:: Work task ::
Gather all lines in the entries that include the word "ServerInfo".

:: Task inputs ::
□ □ □ □ □ □ □

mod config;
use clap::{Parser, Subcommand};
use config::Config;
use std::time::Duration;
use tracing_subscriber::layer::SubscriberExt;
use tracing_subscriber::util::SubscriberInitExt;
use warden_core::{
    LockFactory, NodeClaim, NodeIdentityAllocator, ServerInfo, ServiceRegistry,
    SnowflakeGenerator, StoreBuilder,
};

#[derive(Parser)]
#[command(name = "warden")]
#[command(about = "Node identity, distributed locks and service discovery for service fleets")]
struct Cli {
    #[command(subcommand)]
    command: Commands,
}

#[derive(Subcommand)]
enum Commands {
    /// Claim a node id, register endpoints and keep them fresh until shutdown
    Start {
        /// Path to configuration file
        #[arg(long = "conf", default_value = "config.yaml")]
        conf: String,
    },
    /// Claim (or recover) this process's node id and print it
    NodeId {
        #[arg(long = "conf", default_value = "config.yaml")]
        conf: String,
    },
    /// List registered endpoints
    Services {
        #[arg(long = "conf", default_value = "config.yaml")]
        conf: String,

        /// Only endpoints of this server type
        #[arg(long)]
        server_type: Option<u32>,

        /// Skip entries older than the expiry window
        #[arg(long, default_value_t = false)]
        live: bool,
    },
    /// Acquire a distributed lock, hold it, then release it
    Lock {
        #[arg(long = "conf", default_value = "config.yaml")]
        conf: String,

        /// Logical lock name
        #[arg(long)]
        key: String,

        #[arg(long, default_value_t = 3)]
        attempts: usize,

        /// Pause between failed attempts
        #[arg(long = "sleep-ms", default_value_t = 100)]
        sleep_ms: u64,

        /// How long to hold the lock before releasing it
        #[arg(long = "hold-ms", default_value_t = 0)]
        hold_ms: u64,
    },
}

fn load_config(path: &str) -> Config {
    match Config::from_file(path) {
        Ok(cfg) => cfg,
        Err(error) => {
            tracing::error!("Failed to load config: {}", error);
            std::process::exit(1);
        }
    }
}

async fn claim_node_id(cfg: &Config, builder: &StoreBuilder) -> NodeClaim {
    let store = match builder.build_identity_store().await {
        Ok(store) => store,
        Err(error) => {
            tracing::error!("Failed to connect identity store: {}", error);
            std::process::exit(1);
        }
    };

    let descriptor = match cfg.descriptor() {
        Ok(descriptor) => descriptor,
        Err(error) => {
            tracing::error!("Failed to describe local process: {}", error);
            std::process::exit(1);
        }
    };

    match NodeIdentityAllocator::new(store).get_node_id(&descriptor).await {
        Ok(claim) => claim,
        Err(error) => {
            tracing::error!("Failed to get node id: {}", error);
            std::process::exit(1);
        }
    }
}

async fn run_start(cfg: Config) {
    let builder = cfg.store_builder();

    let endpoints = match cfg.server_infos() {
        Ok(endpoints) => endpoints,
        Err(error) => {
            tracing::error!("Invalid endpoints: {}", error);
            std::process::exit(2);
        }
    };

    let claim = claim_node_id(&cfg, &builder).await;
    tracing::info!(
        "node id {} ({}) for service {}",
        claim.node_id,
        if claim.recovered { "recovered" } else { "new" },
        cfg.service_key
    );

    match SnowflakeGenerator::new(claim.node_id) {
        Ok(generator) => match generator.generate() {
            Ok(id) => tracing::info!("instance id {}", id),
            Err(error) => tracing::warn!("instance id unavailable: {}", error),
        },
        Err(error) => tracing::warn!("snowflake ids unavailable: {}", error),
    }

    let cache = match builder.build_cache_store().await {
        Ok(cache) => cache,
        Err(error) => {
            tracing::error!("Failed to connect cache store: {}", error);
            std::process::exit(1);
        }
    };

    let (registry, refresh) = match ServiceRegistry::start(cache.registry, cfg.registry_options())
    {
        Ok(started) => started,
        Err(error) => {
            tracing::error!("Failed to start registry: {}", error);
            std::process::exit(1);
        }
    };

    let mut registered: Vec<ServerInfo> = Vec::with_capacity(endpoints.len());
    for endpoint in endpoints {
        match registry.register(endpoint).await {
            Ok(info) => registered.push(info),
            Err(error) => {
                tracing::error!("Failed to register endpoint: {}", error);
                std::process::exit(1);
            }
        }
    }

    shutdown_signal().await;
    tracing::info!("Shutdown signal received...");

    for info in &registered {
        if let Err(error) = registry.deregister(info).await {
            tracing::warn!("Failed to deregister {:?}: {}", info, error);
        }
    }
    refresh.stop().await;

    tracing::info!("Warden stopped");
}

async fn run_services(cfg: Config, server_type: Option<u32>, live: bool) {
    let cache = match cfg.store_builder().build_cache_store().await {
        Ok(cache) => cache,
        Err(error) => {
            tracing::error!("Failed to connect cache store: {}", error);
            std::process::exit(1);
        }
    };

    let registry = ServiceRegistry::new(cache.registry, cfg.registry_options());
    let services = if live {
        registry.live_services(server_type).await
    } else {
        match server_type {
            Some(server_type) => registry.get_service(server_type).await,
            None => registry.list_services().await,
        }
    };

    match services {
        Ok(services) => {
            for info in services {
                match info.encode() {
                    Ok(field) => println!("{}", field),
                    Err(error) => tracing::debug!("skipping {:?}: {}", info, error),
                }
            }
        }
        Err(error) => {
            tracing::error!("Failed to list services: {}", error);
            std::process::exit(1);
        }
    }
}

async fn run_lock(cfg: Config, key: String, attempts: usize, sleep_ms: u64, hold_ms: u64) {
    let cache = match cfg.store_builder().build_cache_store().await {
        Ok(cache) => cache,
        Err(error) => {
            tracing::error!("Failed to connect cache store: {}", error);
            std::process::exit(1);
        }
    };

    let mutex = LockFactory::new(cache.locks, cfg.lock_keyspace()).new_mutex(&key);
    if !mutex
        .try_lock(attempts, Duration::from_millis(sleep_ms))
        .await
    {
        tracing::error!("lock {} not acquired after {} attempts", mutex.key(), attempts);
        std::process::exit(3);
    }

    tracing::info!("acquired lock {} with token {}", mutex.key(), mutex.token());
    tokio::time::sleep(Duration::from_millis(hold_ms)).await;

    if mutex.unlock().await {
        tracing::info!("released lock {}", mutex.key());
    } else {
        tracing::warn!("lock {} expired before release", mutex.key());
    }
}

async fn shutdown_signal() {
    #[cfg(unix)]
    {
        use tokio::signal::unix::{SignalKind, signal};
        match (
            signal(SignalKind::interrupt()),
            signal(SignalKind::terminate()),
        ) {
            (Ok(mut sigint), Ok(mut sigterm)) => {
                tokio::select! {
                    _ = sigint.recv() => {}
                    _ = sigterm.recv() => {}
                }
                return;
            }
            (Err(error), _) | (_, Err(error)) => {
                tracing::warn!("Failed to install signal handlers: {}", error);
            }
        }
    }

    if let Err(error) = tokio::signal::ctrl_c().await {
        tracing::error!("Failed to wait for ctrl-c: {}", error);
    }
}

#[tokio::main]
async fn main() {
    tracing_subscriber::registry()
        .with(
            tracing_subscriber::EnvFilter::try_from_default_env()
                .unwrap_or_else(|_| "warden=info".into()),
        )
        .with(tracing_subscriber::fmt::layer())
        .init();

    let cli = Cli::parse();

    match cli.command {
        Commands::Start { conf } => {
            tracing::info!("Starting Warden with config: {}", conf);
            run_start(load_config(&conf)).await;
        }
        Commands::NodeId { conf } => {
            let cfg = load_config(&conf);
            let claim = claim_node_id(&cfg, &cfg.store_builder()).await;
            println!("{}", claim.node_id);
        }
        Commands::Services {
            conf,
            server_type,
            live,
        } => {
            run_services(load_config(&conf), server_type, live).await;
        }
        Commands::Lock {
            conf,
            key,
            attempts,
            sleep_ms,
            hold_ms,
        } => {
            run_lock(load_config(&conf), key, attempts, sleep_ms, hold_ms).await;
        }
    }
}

□ □ □ □ □ □ □

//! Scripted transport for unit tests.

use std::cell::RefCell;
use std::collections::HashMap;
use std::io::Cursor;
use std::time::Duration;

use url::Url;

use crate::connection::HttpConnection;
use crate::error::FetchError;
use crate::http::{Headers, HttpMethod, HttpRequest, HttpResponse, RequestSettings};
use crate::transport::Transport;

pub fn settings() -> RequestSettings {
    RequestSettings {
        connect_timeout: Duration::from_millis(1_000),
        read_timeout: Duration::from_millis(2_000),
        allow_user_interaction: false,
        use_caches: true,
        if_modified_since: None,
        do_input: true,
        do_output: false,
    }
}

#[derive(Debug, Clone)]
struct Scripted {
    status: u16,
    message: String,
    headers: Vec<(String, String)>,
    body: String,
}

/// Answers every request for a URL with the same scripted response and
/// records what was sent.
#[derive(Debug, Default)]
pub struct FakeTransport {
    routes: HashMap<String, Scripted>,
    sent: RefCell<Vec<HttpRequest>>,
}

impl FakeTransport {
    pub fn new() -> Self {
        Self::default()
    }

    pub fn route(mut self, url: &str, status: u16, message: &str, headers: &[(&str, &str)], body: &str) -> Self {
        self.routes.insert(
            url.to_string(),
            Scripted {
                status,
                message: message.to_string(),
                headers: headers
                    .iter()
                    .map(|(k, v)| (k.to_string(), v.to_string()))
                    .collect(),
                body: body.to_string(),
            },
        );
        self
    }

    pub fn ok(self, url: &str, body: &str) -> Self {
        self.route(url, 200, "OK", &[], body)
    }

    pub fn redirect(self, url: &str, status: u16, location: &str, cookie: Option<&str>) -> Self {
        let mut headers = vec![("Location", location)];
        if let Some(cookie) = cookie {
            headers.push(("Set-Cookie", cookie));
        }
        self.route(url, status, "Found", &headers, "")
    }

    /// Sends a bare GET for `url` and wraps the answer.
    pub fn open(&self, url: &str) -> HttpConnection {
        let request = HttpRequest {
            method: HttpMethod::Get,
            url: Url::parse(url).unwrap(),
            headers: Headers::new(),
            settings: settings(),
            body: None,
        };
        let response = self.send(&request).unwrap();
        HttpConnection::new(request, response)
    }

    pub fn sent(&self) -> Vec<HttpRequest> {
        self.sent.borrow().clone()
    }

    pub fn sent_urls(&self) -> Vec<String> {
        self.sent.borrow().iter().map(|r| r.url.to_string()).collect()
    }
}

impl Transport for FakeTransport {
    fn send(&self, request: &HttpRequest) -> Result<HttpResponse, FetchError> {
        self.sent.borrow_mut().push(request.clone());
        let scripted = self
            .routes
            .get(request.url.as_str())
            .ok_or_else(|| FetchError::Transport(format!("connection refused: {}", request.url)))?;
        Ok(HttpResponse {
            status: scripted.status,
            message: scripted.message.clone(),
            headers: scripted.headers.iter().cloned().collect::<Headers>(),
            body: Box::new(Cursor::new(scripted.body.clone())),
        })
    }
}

□ □ □ □ □ □ □

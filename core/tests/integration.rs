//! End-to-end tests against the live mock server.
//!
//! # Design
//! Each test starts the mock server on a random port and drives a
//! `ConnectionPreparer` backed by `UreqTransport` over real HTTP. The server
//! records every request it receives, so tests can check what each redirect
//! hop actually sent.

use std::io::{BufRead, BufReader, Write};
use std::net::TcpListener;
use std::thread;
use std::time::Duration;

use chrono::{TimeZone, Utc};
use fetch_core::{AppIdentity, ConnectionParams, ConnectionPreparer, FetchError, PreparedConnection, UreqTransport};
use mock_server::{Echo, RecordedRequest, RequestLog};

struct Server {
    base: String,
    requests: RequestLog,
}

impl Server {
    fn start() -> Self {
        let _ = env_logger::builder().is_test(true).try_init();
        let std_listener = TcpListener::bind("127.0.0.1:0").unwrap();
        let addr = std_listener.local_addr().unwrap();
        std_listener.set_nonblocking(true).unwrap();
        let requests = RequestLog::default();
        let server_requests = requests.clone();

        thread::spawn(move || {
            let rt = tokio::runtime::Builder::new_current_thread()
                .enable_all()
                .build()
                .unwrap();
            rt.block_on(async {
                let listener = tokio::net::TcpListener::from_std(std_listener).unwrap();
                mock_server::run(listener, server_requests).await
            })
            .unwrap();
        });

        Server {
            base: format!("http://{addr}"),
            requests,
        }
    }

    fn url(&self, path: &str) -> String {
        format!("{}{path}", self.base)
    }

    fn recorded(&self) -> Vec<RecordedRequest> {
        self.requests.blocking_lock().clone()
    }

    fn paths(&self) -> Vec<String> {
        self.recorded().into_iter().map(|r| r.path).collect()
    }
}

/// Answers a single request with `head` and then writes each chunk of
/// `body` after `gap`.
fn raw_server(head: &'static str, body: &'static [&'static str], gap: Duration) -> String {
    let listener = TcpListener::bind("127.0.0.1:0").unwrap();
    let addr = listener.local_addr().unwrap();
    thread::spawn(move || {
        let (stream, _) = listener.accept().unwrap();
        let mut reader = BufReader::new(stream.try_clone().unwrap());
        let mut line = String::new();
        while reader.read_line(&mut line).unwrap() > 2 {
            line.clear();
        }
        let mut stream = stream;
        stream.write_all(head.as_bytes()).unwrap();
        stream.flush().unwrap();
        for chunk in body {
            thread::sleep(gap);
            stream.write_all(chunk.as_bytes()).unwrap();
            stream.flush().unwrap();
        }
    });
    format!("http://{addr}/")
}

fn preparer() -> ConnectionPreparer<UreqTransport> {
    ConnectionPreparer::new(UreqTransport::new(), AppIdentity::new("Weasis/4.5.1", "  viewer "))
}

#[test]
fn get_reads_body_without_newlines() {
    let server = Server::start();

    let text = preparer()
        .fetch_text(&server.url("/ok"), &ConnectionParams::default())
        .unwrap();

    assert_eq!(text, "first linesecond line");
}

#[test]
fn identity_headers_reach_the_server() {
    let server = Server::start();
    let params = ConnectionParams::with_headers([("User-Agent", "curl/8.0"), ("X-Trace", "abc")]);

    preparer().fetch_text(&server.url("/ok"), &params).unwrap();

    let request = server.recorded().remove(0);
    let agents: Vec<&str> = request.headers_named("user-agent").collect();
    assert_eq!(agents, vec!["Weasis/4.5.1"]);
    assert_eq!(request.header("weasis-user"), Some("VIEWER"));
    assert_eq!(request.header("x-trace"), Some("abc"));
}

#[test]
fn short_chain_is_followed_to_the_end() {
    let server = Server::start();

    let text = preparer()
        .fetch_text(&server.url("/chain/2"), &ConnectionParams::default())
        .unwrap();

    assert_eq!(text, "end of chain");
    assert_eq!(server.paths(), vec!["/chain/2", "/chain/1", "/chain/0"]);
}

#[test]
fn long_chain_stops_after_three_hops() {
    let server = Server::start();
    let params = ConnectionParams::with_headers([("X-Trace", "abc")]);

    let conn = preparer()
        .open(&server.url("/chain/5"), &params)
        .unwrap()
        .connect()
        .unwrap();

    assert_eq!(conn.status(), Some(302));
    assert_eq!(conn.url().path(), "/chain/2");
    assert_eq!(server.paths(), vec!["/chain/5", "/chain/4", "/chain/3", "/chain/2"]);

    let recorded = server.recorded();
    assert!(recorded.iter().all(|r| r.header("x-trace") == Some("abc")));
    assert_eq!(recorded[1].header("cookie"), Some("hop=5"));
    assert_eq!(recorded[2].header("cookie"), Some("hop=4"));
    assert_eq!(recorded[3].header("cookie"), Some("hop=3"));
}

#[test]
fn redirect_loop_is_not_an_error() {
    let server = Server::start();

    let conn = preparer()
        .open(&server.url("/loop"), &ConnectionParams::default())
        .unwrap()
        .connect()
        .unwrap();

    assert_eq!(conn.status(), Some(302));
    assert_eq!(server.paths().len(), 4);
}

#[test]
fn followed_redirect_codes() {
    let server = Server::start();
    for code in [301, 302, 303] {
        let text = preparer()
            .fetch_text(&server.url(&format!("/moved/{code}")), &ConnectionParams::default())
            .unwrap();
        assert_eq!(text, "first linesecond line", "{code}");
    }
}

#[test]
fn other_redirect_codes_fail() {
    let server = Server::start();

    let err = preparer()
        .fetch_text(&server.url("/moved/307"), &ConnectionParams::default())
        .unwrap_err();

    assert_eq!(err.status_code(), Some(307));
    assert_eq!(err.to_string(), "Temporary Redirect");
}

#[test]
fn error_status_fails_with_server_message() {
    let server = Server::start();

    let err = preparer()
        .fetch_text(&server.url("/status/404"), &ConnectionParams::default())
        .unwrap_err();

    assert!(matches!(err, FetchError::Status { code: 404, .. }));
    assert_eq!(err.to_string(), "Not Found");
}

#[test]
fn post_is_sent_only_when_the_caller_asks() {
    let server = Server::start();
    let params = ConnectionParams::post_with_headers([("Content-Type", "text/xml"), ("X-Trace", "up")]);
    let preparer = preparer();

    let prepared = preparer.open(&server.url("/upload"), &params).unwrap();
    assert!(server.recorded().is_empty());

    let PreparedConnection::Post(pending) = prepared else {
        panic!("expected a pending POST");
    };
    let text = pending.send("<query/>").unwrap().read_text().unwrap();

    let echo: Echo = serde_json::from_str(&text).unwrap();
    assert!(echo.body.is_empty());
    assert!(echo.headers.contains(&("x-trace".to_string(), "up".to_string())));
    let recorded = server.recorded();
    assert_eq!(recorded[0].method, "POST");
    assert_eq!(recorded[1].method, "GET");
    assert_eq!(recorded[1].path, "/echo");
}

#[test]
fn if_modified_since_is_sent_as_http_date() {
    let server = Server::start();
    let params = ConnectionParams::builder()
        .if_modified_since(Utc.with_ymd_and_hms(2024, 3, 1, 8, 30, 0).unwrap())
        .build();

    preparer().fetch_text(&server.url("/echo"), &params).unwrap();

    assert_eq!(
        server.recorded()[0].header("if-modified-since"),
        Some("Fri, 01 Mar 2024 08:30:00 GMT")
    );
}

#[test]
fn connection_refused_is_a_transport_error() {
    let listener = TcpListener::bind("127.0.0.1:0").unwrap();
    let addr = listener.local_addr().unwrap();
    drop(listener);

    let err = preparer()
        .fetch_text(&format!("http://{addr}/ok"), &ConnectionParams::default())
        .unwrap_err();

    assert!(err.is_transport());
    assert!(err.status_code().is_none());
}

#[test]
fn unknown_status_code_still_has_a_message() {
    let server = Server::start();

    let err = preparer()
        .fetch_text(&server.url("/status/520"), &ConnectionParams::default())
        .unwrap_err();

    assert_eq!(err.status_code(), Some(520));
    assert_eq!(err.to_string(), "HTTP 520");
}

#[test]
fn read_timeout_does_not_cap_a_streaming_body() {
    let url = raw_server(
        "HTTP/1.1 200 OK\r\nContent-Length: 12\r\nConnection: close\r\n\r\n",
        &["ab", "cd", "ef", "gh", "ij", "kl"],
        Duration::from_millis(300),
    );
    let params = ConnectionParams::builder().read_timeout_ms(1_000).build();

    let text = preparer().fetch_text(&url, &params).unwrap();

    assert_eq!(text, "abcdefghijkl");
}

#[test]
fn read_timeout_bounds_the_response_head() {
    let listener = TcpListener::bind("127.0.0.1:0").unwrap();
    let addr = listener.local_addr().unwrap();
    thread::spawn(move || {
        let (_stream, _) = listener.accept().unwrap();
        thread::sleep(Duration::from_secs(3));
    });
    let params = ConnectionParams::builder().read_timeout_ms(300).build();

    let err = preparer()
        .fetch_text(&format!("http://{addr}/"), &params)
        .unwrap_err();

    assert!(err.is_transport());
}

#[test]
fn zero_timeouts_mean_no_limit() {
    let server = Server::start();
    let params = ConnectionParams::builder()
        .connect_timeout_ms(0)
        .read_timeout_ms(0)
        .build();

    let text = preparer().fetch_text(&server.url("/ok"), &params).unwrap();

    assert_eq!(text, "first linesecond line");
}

□ □ □ □ □ □ □

:: Solution to the problem ::
    LockFactory, NodeClaim, NodeIdentityAllocator, ServerInfo, ServiceRegistry,
    let mut registered: Vec<ServerInfo> = Vec::with_capacity(endpoints.len());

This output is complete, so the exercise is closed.